Рабочие мерным шагом свернули с широкого тротуара и прошли мимо окна, у которого стояли высокий, толстый директор и Джон Мур из отдела рекламы. Лица рабочих выражали суровую решимость. Болезненная усмешка скользнула по лицу седовласого директора велосипедной компании, но тотчас же исчезла. Джон Мур не отдавал себе отчета в том, что, собственно, происходит, но видел, что старик испуган. Страх отражался на его лице, и молодой человек с радостью отметил это.
Старик возбужденно заговорил:
— Что это может значить? Что происходит здесь? Неужели мы, представители индустрии, живем на вулкане? Неужели у нас было мало неприятностей с рабочими? Что они теперь затевают?
Он снова заходил взад и вперед, а Джон Мур наблюдал за ним.
— Мы оставим на сегодня брошюру, — сказал старик. — Приходите завтра. Приходите когда угодно. Сейчас я хочу заняться этим делом. Я должен узнать, что происходит.
По выходе из конторы велосипедной компании Джон Мур пустился бежать. Он не последовал за марширующими рабочими, а в страшном возбуждении слепо устремился вперед. В голове его звучали слова репортера о великом «Гимне Труда», и Джон Мур был опьянен мыслью, что он уловил размер и дух этой песни. Он сотни раз видел, как рабочие в конце дня выходили на улицу. Но раньше это была масса, состоявшая из отдельных индивидуумов. Каждый думал о своих делах, каждый в отдельности уходил своей дорогой и терялся между высокими зданиями. А теперь все переменилось: эти люди не плелись поодиночке, а плечом к плечу маршировали по улицам.
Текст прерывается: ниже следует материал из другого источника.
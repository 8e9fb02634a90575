//! Parallel sync orchestrator.
//!
//! ## `execute_parallel_sync` lifecycle
//!
//! 1. Resolve the batch operation id (caller-supplied or freshly generated).
//! 2. Build a dedicated multi-thread runtime with `pool_size` workers; a
//!    semaphore with the same number of permits bounds concurrent syncs.
//! 3. Spawn exactly one task per enabled entity type into a `JoinSet`,
//!    remembering which entity each task id belongs to.
//! 4. Each task waits for a permit, then runs its sync under the entity
//!    deadline. A breached deadline drops the sync future on the spot.
//! 5. Collect completions in the order they finish. Panics, timeouts and
//!    interruption all become failed results for the owning entity.
//! 6. Clear and release the batch session, then shut the runtime down with a
//!    30s grace period.

use std::collections::HashMap;
use std::sync::Arc;
use std::time::Duration;

use chrono::Utc;
use tokio::sync::Semaphore;
use tokio::task::{self, JoinError, JoinSet};
use tokio::time::Instant;
use tokio_util::sync::CancellationToken;
use tracing::Instrument;

use booksim_core::{
    EntitySyncResult, EntityType, OperationId, ParallelSyncResult, SyncConfig, SyncResult,
};
use booksim_sync::{EntitySyncService, SyncContext, SyncSession};

use crate::error::OrchestratorError;

/// How long the worker pool may take to wind down after collection before
/// its remaining tasks are dropped.
pub const SHUTDOWN_GRACE: Duration = Duration::from_secs(30);

/// `max(1, min(enabled, max_threads))`
pub fn pool_size(enabled: usize, max_threads: usize) -> usize {
    enabled.min(max_threads).max(1)
}

pub struct ParallelSyncOrchestrator {
    services: HashMap<EntityType, Arc<dyn EntitySyncService>>,
    enabled: Vec<EntityType>,
    max_threads: usize,
    entity_timeout: Duration,
}

impl ParallelSyncOrchestrator {
    /// Services for disabled entity types are accepted and never run.
    pub fn new(
        config: &SyncConfig,
        services: Vec<Arc<dyn EntitySyncService>>,
    ) -> Result<Self, OrchestratorError> {
        let mut by_type = HashMap::with_capacity(services.len());
        for service in services {
            let entity = service.entity_type();
            if by_type.insert(entity, service).is_some() {
                return Err(OrchestratorError::DuplicateService(entity));
            }
        }
        Ok(Self {
            services: by_type,
            enabled: config.enabled_entities(),
            max_threads: config.max_threads,
            entity_timeout: config.entity_timeout(),
        })
    }

    pub fn enabled_entities(&self) -> &[EntityType] {
        &self.enabled
    }

    pub fn pool_size(&self) -> usize {
        pool_size(self.enabled.len(), self.max_threads)
    }

    /// Run one batch to completion, blocking the calling thread.
    ///
    /// Inside an async runtime this refuses to run and returns an aborted
    /// report; use [`run_batch`](Self::run_batch) there.
    pub fn execute_parallel_sync(&self, base_operation_id: Option<&str>) -> ParallelSyncResult {
        self.execute_parallel_sync_with_cancel(base_operation_id, &CancellationToken::new())
    }

    /// [`execute_parallel_sync`](Self::execute_parallel_sync) that stops
    /// waiting once `cancel` fires. Outstanding tasks are aborted and
    /// reported as failed; the token stays cancelled.
    pub fn execute_parallel_sync_with_cancel(
        &self,
        base_operation_id: Option<&str>,
        cancel: &CancellationToken,
    ) -> ParallelSyncResult {
        let operation_id = base_operation_id
            .map(OperationId::from)
            .unwrap_or_else(OperationId::generate);
        let started_at = Utc::now();
        let clock = std::time::Instant::now();
        let workers = self.pool_size();

        tracing::info!(
            operation_id = %operation_id,
            entities = self.enabled.len(),
            workers,
            "starting parallel sync"
        );

        if tokio::runtime::Handle::try_current().is_ok() {
            tracing::error!(operation_id = %operation_id, "blocking sync entry point called inside an async runtime");
            return ParallelSyncResult::aborted(
                operation_id,
                started_at,
                "cannot run a blocking sync batch from inside an async runtime; use run_batch",
                clock.elapsed(),
            );
        }

        let runtime = match tokio::runtime::Builder::new_multi_thread()
            .worker_threads(workers)
            .thread_name("booksim-sync-worker")
            .enable_all()
            .build()
        {
            Ok(runtime) => runtime,
            Err(err) => {
                tracing::error!(operation_id = %operation_id, error = %err, "failed to build worker pool");
                return ParallelSyncResult::aborted(
                    operation_id,
                    started_at,
                    format!("failed to build worker pool: {err}"),
                    clock.elapsed(),
                );
            }
        };

        let results = runtime.block_on(self.run_batch(&operation_id, cancel.clone()));
        runtime.shutdown_timeout(SHUTDOWN_GRACE);

        let report = ParallelSyncResult::completed(operation_id, started_at, results, clock.elapsed());
        tracing::info!(
            operation_id = %report.operation_id,
            successful = report.successful_count(),
            failed = report.failed_count(),
            total_ms = report.total_duration_ms,
            "parallel sync complete"
        );
        report
    }

    /// Fan out one task per enabled entity type and collect every outcome.
    ///
    /// Returns exactly one result per enabled type, in completion order.
    pub async fn run_batch(
        &self,
        operation_id: &OperationId,
        cancel: CancellationToken,
    ) -> Vec<EntitySyncResult> {
        let session = Arc::new(SyncSession::new(operation_id.clone()));
        let permits = Arc::new(Semaphore::new(self.pool_size()));
        let mut tasks = JoinSet::new();
        let mut owners: HashMap<task::Id, (EntityType, Instant)> = HashMap::new();
        let mut results = Vec::with_capacity(self.enabled.len());

        for &entity in &self.enabled {
            let Some(service) = self.services.get(&entity) else {
                tracing::warn!(entity = %entity, "entity enabled but no sync service registered");
                results.push(EntitySyncResult::failed(
                    entity,
                    "no sync service registered",
                    Duration::ZERO,
                ));
                continue;
            };

            let ctx = SyncContext::new(operation_id.for_entity(entity), Arc::clone(&session));
            let span = tracing::info_span!(
                "entity_sync",
                entity = %entity,
                operation_id = %ctx.operation_id
            );
            let handle = tasks.spawn(
                run_entity(
                    entity,
                    Arc::clone(service),
                    ctx,
                    Arc::clone(&permits),
                    self.entity_timeout,
                )
                .instrument(span),
            );
            owners.insert(handle.id(), (entity, Instant::now()));
        }

        loop {
            tokio::select! {
                biased;
                _ = cancel.cancelled() => {
                    tracing::warn!(
                        operation_id = %operation_id,
                        outstanding = tasks.len(),
                        "parallel sync interrupted, aborting outstanding tasks"
                    );
                    tasks.abort_all();
                    while let Some(joined) = tasks.join_next_with_id().await {
                        results.extend(attribute(joined, &mut owners));
                    }
                    break;
                }
                joined = tasks.join_next_with_id() => {
                    let Some(joined) = joined else { break };
                    results.extend(attribute(joined, &mut owners));
                }
            }
        }

        // Every spawned task has been joined above; anything left is a task
        // whose id went missing, which still owes its entity a result.
        for (_, (entity, spawned)) in owners.drain() {
            tracing::error!(entity = %entity, "sync task lost without a result");
            results.push(EntitySyncResult::failed(entity, "sync task lost", spawned.elapsed()));
        }

        session.clear();
        match Arc::try_unwrap(session) {
            Ok(session) => session.release(),
            Err(_) => tracing::debug!(operation_id = %operation_id, "session still shared at batch end"),
        }

        results
    }
}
Джон Мур почувствовал, что к его горлу подкатил комок, и он тоже, как и тот репортер, начал говорить про себя:
— Это «Гимн Труда», великий «Гимн Труда»! Его уже запели! — крикнул он вне себя от восторга.
Джон Мур вспомнил, как побледнело от испуга лицо упитанного хозяина фабрики. Он остановился возле какой-то лавки и вскрикнул от радости. Затем он пустился в пляс, страшно испугав стайку детей, глядевших на него с разинутыми ртами.
Глава III
Уже несколько месяцев по всему Чикаго, сильно волнуя деловых людей, носились слухи о каком-то новом, непонятном движении среди рабочих. Рабочие отчасти понимали, какой страх внушает их маршировка. Подобно Джону Муру, который от радости заплясал на улице, они чувствовали себя счастливыми от этого сознания: их сердцами овладела жажда мести. Они вспоминали свое детство и тот гнетущий страх, который входил в дома их родителей каждый раз, когда наступал индустриальный кризис и рабочие тысячами выбрасывались на улицу. Теперь они наслаждались мыслью, что в свою очередь сеют страх в душах людей богатых и сильных. Год за годом они слепо плелись по путям жизни, пытаясь забыть нужду и лишения; теперь же они чувствовали, что жизнь имеет какую-то цель и что они маршируют по направлению к ней. Раньше, когда агитатор им говорил, что в них кроется могучая сила, они этому не верили.
— Этому человеку нельзя верить, — говорил себе рабочий, стоя у машины и глядя исподлобья на рабочего за соседним станком. — Я слышал его разговоры и убедился, что он дурак.